### [What you are asked to do]
Word for word, reproduce each entry.
━━━━━━━━
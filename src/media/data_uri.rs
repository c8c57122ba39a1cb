//! `data:` URI helpers.
//!
//! Hosted services exchange binary media as `data:<mime>[;param=value]*;base64,<payload>`.

use base64::{Engine as _, engine::general_purpose::STANDARD};

/// Build `data:<mime>;base64,<payload>`.
pub fn encode(mime_type: &str, bytes: &[u8]) -> String {
    format!("data:{};base64,{}", mime_type, STANDARD.encode(bytes))
}

/// Everything after the first `,`, or the whole input when there is none.
pub fn payload_after_separator(uri: &str) -> &str {
    match uri.find(',') {
        Some(idx) => &uri[idx + 1..],
        None => uri,
    }
}

/// Decode the base64 payload portion of a data URI.
pub fn decode_payload(uri: &str) -> Result<Vec<u8>, base64::DecodeError> {
    STANDARD.decode(payload_after_separator(uri).trim())
}

/// Header portion of a data URI, e.g. `audio/L16;codec=pcm;rate=24000;base64`.
#[derive(Debug, Clone, PartialEq, Eq)]
pub struct DataUriHeader<'a> {
    pub mime_type: &'a str,
    params: Vec<(&'a str, &'a str)>,
    pub base64: bool,
}

impl<'a> DataUriHeader<'a> {
    /// Parse the header of `uri`. Returns `None` unless it starts with `data:` and has a `,`.
    pub fn parse(uri: &'a str) -> Option<Self> {
        let rest = uri.strip_prefix("data:")?;
        let header = &rest[..rest.find(',')?];

        let mut parts = header.split(';');
        let mime_type = parts.next().unwrap_or_default().trim();
        let mut params = Vec::new();
        let mut base64 = false;
        for part in parts {
            let part = part.trim();
            if part.eq_ignore_ascii_case("base64") {
                base64 = true;
            } else if let Some((key, value)) = part.split_once('=') {
                params.push((key.trim(), value.trim()));
            }
        }

        Some(Self {
            mime_type,
            params,
            base64,
        })
    }

    /// Case-insensitive lookup of a `key=value` parameter.
    pub fn param(&self, name: &str) -> Option<&'a str> {
        self.params
            .iter()
            .find(|(key, _)| key.eq_ignore_ascii_case(name))
            .map(|(_, value)| *value)
    }
}

#[cfg(test)]
mod tests {
    use super::*;

    #[test]
    fn encode_produces_base64_uri() {
        assert_eq!(encode("text/plain", b"hi"), "data:text/plain;base64,aGk=");
    }

    #[test]
    fn payload_after_first_comma_only() {
        assert_eq!(payload_after_separator("data:x;base64,AAA,BBB"), "AAA,BBB");
    }

    #[test]
    fn payload_without_separator_is_whole_input() {
        assert_eq!(payload_after_separator("AAAA"), "AAAA");
    }

    #[test]
    fn decode_payload_round_trips_encode() {
        let uri = encode("audio/wav", &[0, 1, 2, 255]);
        assert_eq!(decode_payload(&uri).unwrap(), vec![0, 1, 2, 255]);
    }

    #[test]
    fn decode_payload_rejects_garbage() {
        assert!(decode_payload("data:audio/wav;base64,@@@").is_err());
    }

    #[test]
    fn header_parses_pcm_params() {
        let header =
            DataUriHeader::parse("data:audio/L16;codec=pcm;rate=24000;base64,AAAA").unwrap();
        assert_eq!(header.mime_type, "audio/L16");
        assert_eq!(header.param("codec"), Some("pcm"));
        assert_eq!(header.param("RATE"), Some("24000"));
        assert_eq!(header.param("channels"), None);
        assert!(header.base64);
    }

    #[test]
    fn header_requires_data_scheme() {
        assert!(DataUriHeader::parse("audio/wav;base64,AAAA").is_none());
        assert!(DataUriHeader::parse("data:audio/wav;base64").is_none());
    }
}
//! Input and output of a pipeline run.

use crate::audio::WavAudio;
use crate::languages::VoiceSelection;
use crate::media::MediaPayload;
use crate::pipeline::timing::StageTimings;
use tokio::task::JoinHandle;

/// Everything one run needs from the caller.
#[derive(Debug, Clone)]
pub struct PipelineRequest {
    pub media: MediaPayload,
    pub target_language: String,
    pub voice: VoiceSelection,
    /// Owner of the history record; `None` skips persistence.
    pub user_id: Option<String>,
}

impl PipelineRequest {
    pub fn new(
        media: MediaPayload,
        target_language: impl Into<String>,
        voice: VoiceSelection,
    ) -> Self {
        Self {
            media,
            target_language: target_language.into(),
            voice,
            user_id: None,
        }
    }

    pub fn with_user(mut self, user_id: impl Into<String>) -> Self {
        self.user_id = Some(user_id.into());
        self
    }
}

/// The terminal artifact of a successful run.
#[derive(Debug, Clone, PartialEq, Eq)]
pub struct PipelineResult {
    pub transcription: String,
    pub translated_text: String,
    pub audio: WavAudio,
}

impl PipelineResult {
    /// Translated speech as `data:audio/wav;base64,...`.
    pub fn audio_data_uri(&self) -> String {
        self.audio.to_data_uri()
    }
}

/// Background history write started by a completed run.
///
/// Dropping the handle leaves the write running. Awaiting [`settle`](Self::settle)
/// waits for it; the outcome has already gone to the error reporter.
#[derive(Debug)]
pub struct PersistenceHandle {
    task: Option<JoinHandle<()>>,
}

impl PersistenceHandle {
    pub(crate) fn spawned(task: JoinHandle<()>) -> Self {
        Self { task: Some(task) }
    }

    pub(crate) fn skipped() -> Self {
        Self { task: None }
    }

    /// Whether a history write was started.
    pub fn is_scheduled(&self) -> bool {
        self.task.is_some()
    }

    /// Wait for the write to finish. Never fails.
    pub async fn settle(self) {
        if let Some(task) = self.task
            && let Err(e) = task.await
        {
            tracing::error!(error = %e, "history task did not finish");
        }
    }
}

/// A successful run.
#[derive(Debug)]
pub struct CompletedRun {
    pub result: PipelineResult,
    pub timings: StageTimings,
    pub persistence: PersistenceHandle,
}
━━━━━━━━
### [Written answer]
filename src/media/data_uri.rs
repository c8c57122ba39a1cb
//! `data:` URI helpers.
//!
//! Hosted services exchange binary media as `data:<mime>[;param=value]*;base64,<payload>`.

use base64::{Engine as _, engine::general_purpose::STANDARD};

/// Build `data:<mime>;base64,<payload>`.
pub fn encode(mime_type: &str, bytes: &[u8]) -> String {
    format!("data:{};base64,{}", mime_type, STANDARD.encode(bytes))
}

/// Everything after the first `,`, or the whole input when there is none.
pub fn payload_after_separator(uri: &str) -> &str {
    match uri.find(',') {
        Some(idx) => &uri[idx + 1..],
        None => uri,
    }
}

/// Decode the base64 payload portion of a data URI.
pub fn decode_payload(uri: &str) -> Result<Vec<u8>, base64::DecodeError> {
    STANDARD.decode(payload_after_separator(uri).trim())
}

/// Header portion of a data URI, e.g. `audio/L16;codec=pcm;rate=24000;base64`.
#[derive(Debug, Clone, PartialEq, Eq)]
pub struct DataUriHeader<'a> {
    pub mime_type: &'a str,
    params: Vec<(&'a str, &'a str)>,
    pub base64: bool,
}

impl<'a> DataUriHeader<'a> {
    /// Parse the header of `uri`. Returns `None` unless it starts with `data:` and has a `,`.
    pub fn parse(uri: &'a str) -> Option<Self> {
        let rest = uri.strip_prefix("data:")?;
        let header = &rest[..rest.find(',')?];

        let mut parts = header.split(';');
        let mime_type = parts.next().unwrap_or_default().trim();
        let mut params = Vec::new();
        let mut base64 = false;
        for part in parts {
            let part = part.trim();
            if part.eq_ignore_ascii_case("base64") {
                base64 = true;
            } else if let Some((key, value)) = part.split_once('=') {
                params.push((key.trim(), value.trim()));
            }
        }

        Some(Self {
            mime_type,
            params,
            base64,
        })
    }

    /// Case-insensitive lookup of a `key=value` parameter.
    pub fn param(&self, name: &str) -> Option<&'a str> {
        self.params
            .iter()
            .find(|(key, _)| key.eq_ignore_ascii_case(name))
            .map(|(_, value)| *value)
    }
}

#[cfg(test)]
mod tests {
    use super::*;

    #[test]
    fn encode_produces_base64_uri() {
        assert_eq!(encode("text/plain", b"hi"), "data:text/plain;base64,aGk=");
    }

    #[test]
    fn payload_after_first_comma_only() {
        assert_eq!(payload_after_separator("data:x;base64,AAA,BBB"), "AAA,BBB");
    }

    #[test]
    fn payload_without_separator_is_whole_input() {
        assert_eq!(payload_after_separator("AAAA"), "AAAA");
    }

    #[test]
    fn decode_payload_round_trips_encode() {
        let uri = encode("audio/wav", &[0, 1, 2, 255]);
        assert_eq!(decode_payload(&uri).unwrap(), vec![0, 1, 2, 255]);
    }

    #[test]
    fn decode_payload_rejects_garbage() {
        assert!(decode_payload("data:audio/wav;base64,@@@").is_err());
    }

    #[test]
    fn header_parses_pcm_params() {
        let header =
            DataUriHeader::parse("data:audio/L16;codec=pcm;rate=24000;base64,AAAA").unwrap();
        assert_eq!(header.mime_type, "audio/L16");
        assert_eq!(header.param("codec"), Some("pcm"));
        assert_eq!(header.param("RATE"), Some("24000"));
        assert_eq!(header.param("channels"), None);
        assert!(header.base64);
    }

    #[test]
    fn header_requires_data_scheme() {
        assert!(DataUriHeader::parse("audio/wav;base64,AAAA").is_none());
        assert!(DataUriHeader::parse("data:audio/wav;base64").is_none());
    }
}
//! Input and output of a pipeline run.

use crate::audio::WavAudio;
use crate::languages::VoiceSelection;
use crate::media::MediaPayload;
use crate::pipeline::timing::StageTimings;
use tokio::task::JoinHandle;

/// Everything one run needs from the caller.
#[derive(Debug, Clone)]
pub struct PipelineRequest {
    pub media: MediaPayload,
    pub target_language: String,
    pub voice: VoiceSelection,
    /// Owner of the history record; `None` skips persistence.
    pub user_id: Option<String>,
}

impl PipelineRequest {
    pub fn new(
        media: MediaPayload,
        target_language: impl Into<String>,
        voice: VoiceSelection,
    ) -> Self {
        Self {
            media,
            target_language: target_language.into(),
            voice,
            user_id: None,
        }
    }

    pub fn with_user(mut self, user_id: impl Into<String>) -> Self {
        self.user_id = Some(user_id.into());
        self
    }
}

/// The terminal artifact of a successful run.
#[derive(Debug, Clone, PartialEq, Eq)]
pub struct PipelineResult {
    pub transcription: String,
    pub translated_text: String,
    pub audio: WavAudio,
}

impl PipelineResult {
    /// Translated speech as `data:audio/wav;base64,...`.
    pub fn audio_data_uri(&self) -> String {
        self.audio.to_data_uri()
    }
}

/// Background history write started by a completed run.
///
/// Dropping the handle leaves the write running. Awaiting [`settle`](Self::settle)
/// waits for it; the outcome has already gone to the error reporter.
#[derive(Debug)]
pub struct PersistenceHandle {
    task: Option<JoinHandle<()>>,
}

impl PersistenceHandle {
    pub(crate) fn spawned(task: JoinHandle<()>) -> Self {
        Self { task: Some(task) }
    }

    pub(crate) fn skipped() -> Self {
        Self { task: None }
    }

    /// Whether a history write was started.
    pub fn is_scheduled(&self) -> bool {
        self.task.is_some()
    }

    /// Wait for the write to finish. Never fails.
    pub async fn settle(self) {
        if let Some(task) = self.task
            && let Err(e) = task.await
        {
            tracing::error!(error = %e, "history task did not finish");
        }
    }
}

/// A successful run.
#[derive(Debug)]
pub struct CompletedRun {
    pub result: PipelineResult,
    pub timings: StageTimings,
    pub persistence: PersistenceHandle,
}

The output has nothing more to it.